(Stored data)
---*---
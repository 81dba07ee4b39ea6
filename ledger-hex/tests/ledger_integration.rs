//! End-to-end flows through the ledger service against in-memory SQLite.

use std::sync::Arc;

use chrono::Utc;
use ledger_hex::collaborators::{NoopReceiptService, StaticOwnerDirectory};
use ledger_hex::{Collaborators, EngineConfig, LedgerService};
use ledger_repo::SqliteRepo;
use ledger_types::domain::{CalculationMethod, FeeRule, FeeRuleId, FeeType, ReceiptStatus};
use ledger_types::{
    Account, AccountPurpose, AccountType, AppError, CreateAccountRequest, Currency, DateRange,
    JournalStatus, OwnerType, PageRequest, TransactionRequest, TransactionType,
};
use rust_decimal_macros::dec;

/// Helper to create a service over a fresh in-memory database.
async fn create_service() -> LedgerService<SqliteRepo> {
    let repo = SqliteRepo::new("sqlite::memory:").await.unwrap();
    LedgerService::new(repo, EngineConfig::default(), Collaborators::default())
}

fn fixed_fee(transaction_type: TransactionType, amount: i64) -> FeeRule {
    FeeRule {
        id: FeeRuleId::new(),
        transaction_type,
        source_currency: None,
        target_currency: None,
        account_type: None,
        owner_type: None,
        calculation_method: CalculationMethod::Fixed,
        fee_value: amount.into(),
        min_fee: None,
        max_fee: None,
        tiers: Vec::new(),
        fee_type: FeeType::Platform,
        is_active: true,
        created_at: Utc::now(),
    }
}

async fn fund(
    service: &LedgerService<SqliteRepo>,
    owner: &str,
    currency: Currency,
    amount: i64,
) -> Account {
    let mut req = CreateAccountRequest::wallet(owner, currency, AccountType::Real);
    req.initial_balance = amount;
    service.accounts().create_account(req).await.unwrap()
}

async fn wallet(service: &LedgerService<SqliteRepo>, owner: &str, currency: Currency) -> Account {
    service
        .accounts()
        .primary_account(owner, OwnerType::User, currency, AccountType::Real, false)
        .await
        .unwrap()
}

async fn system(service: &LedgerService<SqliteRepo>, purpose: AccountPurpose) -> Account {
    service
        .accounts()
        .ensure_system_account(Currency::KES, purpose, AccountType::Real)
        .await
        .unwrap()
}

#[tokio::test]
async fn test_transfer_moves_funds_between_wallets() {
    let service = create_service().await;
    fund(&service, "alice", Currency::KES, 1000).await;

    let mut req = TransactionRequest::new(TransactionType::Transfer, "alice", 300, Currency::KES);
    req.destination_owner_id = Some("bob".into());
    let response = service
        .transactions()
        .execute_transaction_sync(req)
        .await
        .unwrap();

    assert_eq!(response.status, JournalStatus::Completed);
    assert_eq!(response.balance_after, Some(700));
    assert_eq!(wallet(&service, "alice", Currency::KES).await.balance, 700);
    assert_eq!(wallet(&service, "bob", Currency::KES).await.balance, 300);

    let details = service
        .transactions()
        .get_transaction_by_receipt(&response.receipt_code)
        .await
        .unwrap();
    assert_eq!(details.entries.len(), 2);
    assert!(details.fees.is_empty());
}

#[tokio::test]
async fn test_conversion_credits_target_wallet() {
    let service = create_service().await;
    fund(&service, "carol", Currency::USD, 10_000).await;

    let mut req =
        TransactionRequest::new(TransactionType::Conversion, "carol", 10_000, Currency::USD);
    req.target_currency = Some(Currency::KES);
    let response = service
        .transactions()
        .execute_transaction_sync(req)
        .await
        .unwrap();

    assert_eq!(response.status, JournalStatus::Completed);
    assert_eq!(wallet(&service, "carol", Currency::USD).await.balance, 0);
    // 100.00 USD / 0.0077
    assert_eq!(wallet(&service, "carol", Currency::KES).await.balance, 1_298_701);

    let details = service
        .transactions()
        .get_transaction_by_receipt(&response.receipt_code)
        .await
        .unwrap();
    assert_eq!(details.entries.len(), 4);
}

#[tokio::test]
async fn test_agent_takes_commission_share_of_fee() {
    let service = create_service().await;
    service
        .fees()
        .upsert_fee_rule(fixed_fee(TransactionType::Withdrawal, 100))
        .await
        .unwrap();
    service
        .accounts()
        .create_account(CreateAccountRequest {
            owner_type: OwnerType::Agent,
            owner_id: "agent-1".into(),
            currency: Currency::KES,
            purpose: AccountPurpose::Commission,
            account_type: AccountType::Real,
            initial_balance: 0,
            overdraft_limit: 0,
            commission_rate: Some(dec!(0.25)),
        })
        .await
        .unwrap();
    fund(&service, "dave", Currency::KES, 2000).await;

    let mut req = TransactionRequest::new(TransactionType::Withdrawal, "dave", 1000, Currency::KES);
    req.agent_id = Some("agent-1".into());
    let response = service
        .transactions()
        .execute_transaction_sync(req)
        .await
        .unwrap();

    assert_eq!(response.fee_amount, 100);
    assert_eq!(wallet(&service, "dave", Currency::KES).await.balance, 900);
    assert_eq!(system(&service, AccountPurpose::Fees).await.balance, 75);
    let agent = service
        .accounts()
        .primary_account("agent-1", OwnerType::Agent, Currency::KES, AccountType::Real, false)
        .await
        .unwrap();
    assert_eq!(agent.balance, 25);

    let fees = service
        .statements()
        .get_fees_by_receipt(&response.receipt_code)
        .await
        .unwrap();
    assert_eq!(fees.len(), 2);
    assert_eq!(fees.iter().map(|f| f.amount).sum::<i64>(), 100);

    let summary = service
        .statements()
        .get_agent_commission_summary("agent-1", DateRange::default())
        .await
        .unwrap();
    assert_eq!(summary.record_count, 1);
    assert_eq!(summary.totals.get(&Currency::KES), Some(&25));
}

#[tokio::test]
async fn test_fee_above_deposit_amount_fails() {
    let service = create_service().await;
    service
        .fees()
        .upsert_fee_rule(fixed_fee(TransactionType::Deposit, 10))
        .await
        .unwrap();

    let req = TransactionRequest::new(TransactionType::Deposit, "erin", 5, Currency::KES);
    let response = service
        .transactions()
        .execute_transaction_sync(req)
        .await
        .unwrap();

    assert_eq!(response.status, JournalStatus::Failed);
    assert_eq!(wallet(&service, "erin", Currency::KES).await.balance, 0);
}

#[tokio::test]
async fn test_reversal_restores_balances() {
    let receipts = Arc::new(NoopReceiptService::new());
    let repo = SqliteRepo::new("sqlite::memory:").await.unwrap();
    let service = LedgerService::new(
        repo,
        EngineConfig::default(),
        Collaborators {
            receipts: receipts.clone(),
            ..Collaborators::default()
        },
    );

    let req = TransactionRequest::new(TransactionType::Deposit, "frank", 1000, Currency::KES);
    let deposit = service
        .transactions()
        .execute_transaction_sync(req)
        .await
        .unwrap();
    assert_eq!(wallet(&service, "frank", Currency::KES).await.balance, 1000);

    let reversal = service
        .transactions()
        .reverse_transaction(&deposit.receipt_code, "customer dispute")
        .await
        .unwrap();

    assert_eq!(reversal.transaction_type, TransactionType::Reversal);
    assert!(reversal.receipt_code.contains("RV-"));
    assert_eq!(reversal.balance_after, Some(0));
    assert_eq!(wallet(&service, "frank", Currency::KES).await.balance, 0);
    assert_eq!(system(&service, AccountPurpose::Liquidity).await.balance, 0);

    let status = service
        .transactions()
        .get_transaction_status(&deposit.receipt_code)
        .await
        .unwrap();
    assert_eq!(status.status, JournalStatus::Reversed);
    assert_eq!(status.reversed_by, Some(reversal.journal_id));

    let again = service
        .transactions()
        .reverse_transaction(&deposit.receipt_code, "customer dispute")
        .await;
    assert!(matches!(again, Err(AppError::Conflict(_))));

    let submitted = receipts.submitted();
    assert_eq!(submitted.len(), 2);
    assert_eq!(submitted[0].status, ReceiptStatus::Completed);
    assert_eq!(
        submitted[1].reversal_of.as_deref(),
        Some(deposit.receipt_code.as_str())
    );
}

#[tokio::test]
async fn test_ledger_reconciles_with_stored_balances() {
    let service = create_service().await;
    service
        .fees()
        .upsert_fee_rule(fixed_fee(TransactionType::Withdrawal, 15))
        .await
        .unwrap();
    let account = fund(&service, "grace", Currency::KES, 5000).await;

    for amount in [100, 250, 400] {
        let req =
            TransactionRequest::new(TransactionType::Withdrawal, "grace", amount, Currency::KES);
        service
            .transactions()
            .execute_transaction_sync(req)
            .await
            .unwrap();
    }

    let reconciliation = service.accounts().reconcile_account(account.id).await.unwrap();
    assert!(reconciliation.is_balanced);
    assert_eq!(reconciliation.stored_balance, 5000 - 750 - 45);
    assert_eq!(reconciliation.difference, 0);

    let fees = system(&service, AccountPurpose::Fees).await;
    let fees_reconciliation = service.accounts().reconcile_account(fees.id).await.unwrap();
    assert!(fees_reconciliation.is_balanced);
    assert_eq!(fees_reconciliation.ledger_balance, 45);
}

#[tokio::test]
async fn test_statements_and_reports() {
    let service = create_service().await;
    let account = fund(&service, "heidi", Currency::KES, 1000).await;
    let req = TransactionRequest::new(TransactionType::Withdrawal, "heidi", 400, Currency::KES);
    service
        .transactions()
        .execute_transaction_sync(req)
        .await
        .unwrap();

    let statement = service
        .statements()
        .get_account_statement(account.id, DateRange::default(), PageRequest::default())
        .await
        .unwrap();
    assert_eq!(statement.opening_balance, 0);
    assert_eq!(statement.closing_balance, 600);
    assert_eq!(statement.totals.entry_count, 2);
    assert_eq!(statement.entries.total, 2);

    let summary = service.statements().get_owner_summary("heidi").await.unwrap();
    assert_eq!(summary.accounts.len(), 1);
    assert_eq!(summary.totals[0].balance, 600);

    let missing = service.statements().get_owner_summary("nobody").await;
    assert!(matches!(missing, Err(AppError::NotFound(_))));

    let report = service
        .statements()
        .generate_daily_report(Utc::now().date_naive())
        .await
        .unwrap();
    // opening balance adjustment + withdrawal
    assert_eq!(report.transaction_count, 2);
    assert!(report.rows.iter().all(|r| r.status == JournalStatus::Completed));

    let holdings = service.statements().get_system_holdings().await.unwrap();
    let liquidity = holdings
        .holdings
        .iter()
        .find(|h| h.purpose == AccountPurpose::Liquidity && h.currency == Currency::KES)
        .unwrap();
    assert_eq!(liquidity.balance, -600);
}

#[tokio::test]
async fn test_seeding_through_the_service() {
    let service = create_service().await;
    let directory = StaticOwnerDirectory::generated(OwnerType::User, "user", 5)
        .with(StaticOwnerDirectory::generated(OwnerType::Partner, "partner", 1));

    let report = service.seeder().seed_system(&directory).await;

    // 2 currencies x 2 account types: 5 system purposes + 6 owners
    assert_eq!(report.owners_seen, 6);
    assert_eq!(report.created, 4 * 5 + 4 * 6);
    assert_eq!(report.failed, 0);

    let system_accounts = service.accounts().list_system_accounts().await.unwrap();
    assert_eq!(system_accounts.len(), 20);
}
---*---
TASK ITEM: What lines in the entries contain "EngineConfig"? Report each one by copying it.

WRITTEN SOLUTION:
use ledger_hex::{Collaborators, EngineConfig, LedgerService};
    LedgerService::new(repo, EngineConfig::default(), Collaborators::default())
        EngineConfig::default(),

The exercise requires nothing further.